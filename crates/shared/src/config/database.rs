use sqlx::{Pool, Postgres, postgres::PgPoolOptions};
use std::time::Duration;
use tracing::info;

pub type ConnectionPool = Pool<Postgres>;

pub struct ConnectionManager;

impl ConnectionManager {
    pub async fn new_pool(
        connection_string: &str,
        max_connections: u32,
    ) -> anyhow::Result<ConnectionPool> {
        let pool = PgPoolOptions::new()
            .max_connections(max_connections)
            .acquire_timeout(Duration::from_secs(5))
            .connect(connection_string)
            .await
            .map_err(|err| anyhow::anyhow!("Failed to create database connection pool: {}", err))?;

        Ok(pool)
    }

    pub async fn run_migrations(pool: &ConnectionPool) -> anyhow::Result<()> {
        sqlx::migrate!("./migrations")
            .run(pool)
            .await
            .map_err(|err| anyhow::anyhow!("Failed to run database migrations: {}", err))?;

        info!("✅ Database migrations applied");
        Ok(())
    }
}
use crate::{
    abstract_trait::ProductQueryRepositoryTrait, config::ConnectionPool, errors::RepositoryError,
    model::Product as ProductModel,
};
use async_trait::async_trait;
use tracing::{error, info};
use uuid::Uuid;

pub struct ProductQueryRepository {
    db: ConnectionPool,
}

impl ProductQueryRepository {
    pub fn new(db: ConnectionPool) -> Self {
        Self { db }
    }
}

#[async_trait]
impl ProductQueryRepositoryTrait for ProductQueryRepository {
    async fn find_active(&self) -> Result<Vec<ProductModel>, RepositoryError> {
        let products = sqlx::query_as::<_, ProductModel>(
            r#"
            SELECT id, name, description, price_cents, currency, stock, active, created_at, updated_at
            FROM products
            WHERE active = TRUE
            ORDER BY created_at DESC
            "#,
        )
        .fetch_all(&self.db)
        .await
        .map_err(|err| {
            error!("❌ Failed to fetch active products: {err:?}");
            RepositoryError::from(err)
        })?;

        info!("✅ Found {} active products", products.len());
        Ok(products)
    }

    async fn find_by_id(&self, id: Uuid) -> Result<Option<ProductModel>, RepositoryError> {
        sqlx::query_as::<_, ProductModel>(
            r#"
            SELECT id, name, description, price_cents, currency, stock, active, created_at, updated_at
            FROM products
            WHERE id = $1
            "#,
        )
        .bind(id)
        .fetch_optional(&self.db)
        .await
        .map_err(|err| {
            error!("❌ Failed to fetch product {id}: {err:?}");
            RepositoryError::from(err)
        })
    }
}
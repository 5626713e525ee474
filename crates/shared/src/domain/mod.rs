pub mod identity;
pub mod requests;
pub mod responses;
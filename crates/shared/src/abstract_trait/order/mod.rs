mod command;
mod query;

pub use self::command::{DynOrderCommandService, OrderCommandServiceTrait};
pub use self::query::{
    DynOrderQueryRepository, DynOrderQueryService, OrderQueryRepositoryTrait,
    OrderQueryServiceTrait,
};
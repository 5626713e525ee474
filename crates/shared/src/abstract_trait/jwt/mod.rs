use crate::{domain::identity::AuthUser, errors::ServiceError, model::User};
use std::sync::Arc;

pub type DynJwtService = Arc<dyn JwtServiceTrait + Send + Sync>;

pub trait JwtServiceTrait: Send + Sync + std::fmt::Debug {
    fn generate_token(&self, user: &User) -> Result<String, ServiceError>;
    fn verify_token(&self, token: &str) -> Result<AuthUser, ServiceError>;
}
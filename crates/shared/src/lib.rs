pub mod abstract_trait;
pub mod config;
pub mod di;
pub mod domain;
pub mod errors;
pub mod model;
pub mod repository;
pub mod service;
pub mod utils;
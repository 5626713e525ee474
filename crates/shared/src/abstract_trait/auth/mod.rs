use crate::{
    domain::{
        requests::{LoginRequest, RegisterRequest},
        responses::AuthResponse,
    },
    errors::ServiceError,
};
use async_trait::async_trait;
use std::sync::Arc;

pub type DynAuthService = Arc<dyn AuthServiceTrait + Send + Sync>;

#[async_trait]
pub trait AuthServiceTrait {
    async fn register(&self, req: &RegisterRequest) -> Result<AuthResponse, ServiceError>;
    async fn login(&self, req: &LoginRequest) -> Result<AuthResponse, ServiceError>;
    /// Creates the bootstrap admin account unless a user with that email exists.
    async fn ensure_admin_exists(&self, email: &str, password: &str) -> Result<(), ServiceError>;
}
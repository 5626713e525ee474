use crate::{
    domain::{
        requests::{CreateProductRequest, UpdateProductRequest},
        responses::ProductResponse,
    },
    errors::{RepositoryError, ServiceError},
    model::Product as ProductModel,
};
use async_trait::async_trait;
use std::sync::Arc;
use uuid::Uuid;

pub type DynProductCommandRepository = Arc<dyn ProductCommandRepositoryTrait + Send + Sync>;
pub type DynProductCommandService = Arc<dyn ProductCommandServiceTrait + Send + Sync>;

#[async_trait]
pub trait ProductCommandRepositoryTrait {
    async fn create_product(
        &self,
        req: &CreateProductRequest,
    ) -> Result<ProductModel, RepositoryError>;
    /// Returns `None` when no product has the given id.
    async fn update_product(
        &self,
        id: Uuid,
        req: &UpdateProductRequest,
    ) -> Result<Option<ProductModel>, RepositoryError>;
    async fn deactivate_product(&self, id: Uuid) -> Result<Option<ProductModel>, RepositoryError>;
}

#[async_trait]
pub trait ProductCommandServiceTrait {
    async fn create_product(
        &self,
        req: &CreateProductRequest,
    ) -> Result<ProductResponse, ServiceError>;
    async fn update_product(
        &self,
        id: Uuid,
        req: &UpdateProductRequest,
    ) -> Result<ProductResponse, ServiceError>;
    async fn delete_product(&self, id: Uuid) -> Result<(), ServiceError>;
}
■ ■ ■ ■ ■ ■ ■
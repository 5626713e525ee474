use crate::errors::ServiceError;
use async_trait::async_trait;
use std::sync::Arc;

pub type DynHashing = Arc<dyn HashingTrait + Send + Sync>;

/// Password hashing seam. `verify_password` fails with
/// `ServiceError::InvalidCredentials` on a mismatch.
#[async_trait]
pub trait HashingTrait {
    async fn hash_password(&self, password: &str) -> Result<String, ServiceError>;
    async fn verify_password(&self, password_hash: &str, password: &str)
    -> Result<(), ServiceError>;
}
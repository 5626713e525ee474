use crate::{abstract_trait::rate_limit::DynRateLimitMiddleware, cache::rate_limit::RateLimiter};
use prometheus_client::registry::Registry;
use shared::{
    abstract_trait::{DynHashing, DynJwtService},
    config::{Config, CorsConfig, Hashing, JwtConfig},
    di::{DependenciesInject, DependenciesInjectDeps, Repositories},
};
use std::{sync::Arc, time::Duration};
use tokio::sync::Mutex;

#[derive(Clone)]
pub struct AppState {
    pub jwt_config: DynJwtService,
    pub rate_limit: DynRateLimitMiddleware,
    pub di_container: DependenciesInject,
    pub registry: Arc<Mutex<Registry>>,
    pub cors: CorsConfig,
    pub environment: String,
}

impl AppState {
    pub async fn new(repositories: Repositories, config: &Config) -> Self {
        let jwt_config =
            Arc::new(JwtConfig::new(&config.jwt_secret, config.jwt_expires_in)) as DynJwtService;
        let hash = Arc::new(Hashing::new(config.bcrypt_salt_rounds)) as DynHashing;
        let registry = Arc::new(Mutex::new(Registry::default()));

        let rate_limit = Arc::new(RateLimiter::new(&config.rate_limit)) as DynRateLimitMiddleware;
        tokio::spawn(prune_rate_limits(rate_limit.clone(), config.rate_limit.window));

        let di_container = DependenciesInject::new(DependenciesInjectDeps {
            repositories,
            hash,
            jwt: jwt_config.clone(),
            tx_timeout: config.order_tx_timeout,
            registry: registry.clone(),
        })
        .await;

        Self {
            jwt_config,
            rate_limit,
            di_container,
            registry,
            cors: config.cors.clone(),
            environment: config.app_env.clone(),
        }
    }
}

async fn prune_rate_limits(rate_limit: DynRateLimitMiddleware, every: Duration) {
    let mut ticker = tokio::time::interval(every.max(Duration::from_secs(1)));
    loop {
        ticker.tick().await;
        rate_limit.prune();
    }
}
■ ■ ■ ■ ■ ■ ■
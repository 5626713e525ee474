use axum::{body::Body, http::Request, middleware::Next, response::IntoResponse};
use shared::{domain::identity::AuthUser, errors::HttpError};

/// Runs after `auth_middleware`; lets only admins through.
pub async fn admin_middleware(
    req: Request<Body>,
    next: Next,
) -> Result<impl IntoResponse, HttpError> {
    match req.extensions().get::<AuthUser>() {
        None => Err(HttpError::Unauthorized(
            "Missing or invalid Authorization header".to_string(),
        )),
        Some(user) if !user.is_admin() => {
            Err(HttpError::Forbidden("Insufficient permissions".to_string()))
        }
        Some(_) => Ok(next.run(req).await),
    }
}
■ ■ ■ ■ ■ ■ ■
To do. From the entries above, work out the number of lines containing the string "email" and give that number by itself.

Reply. 2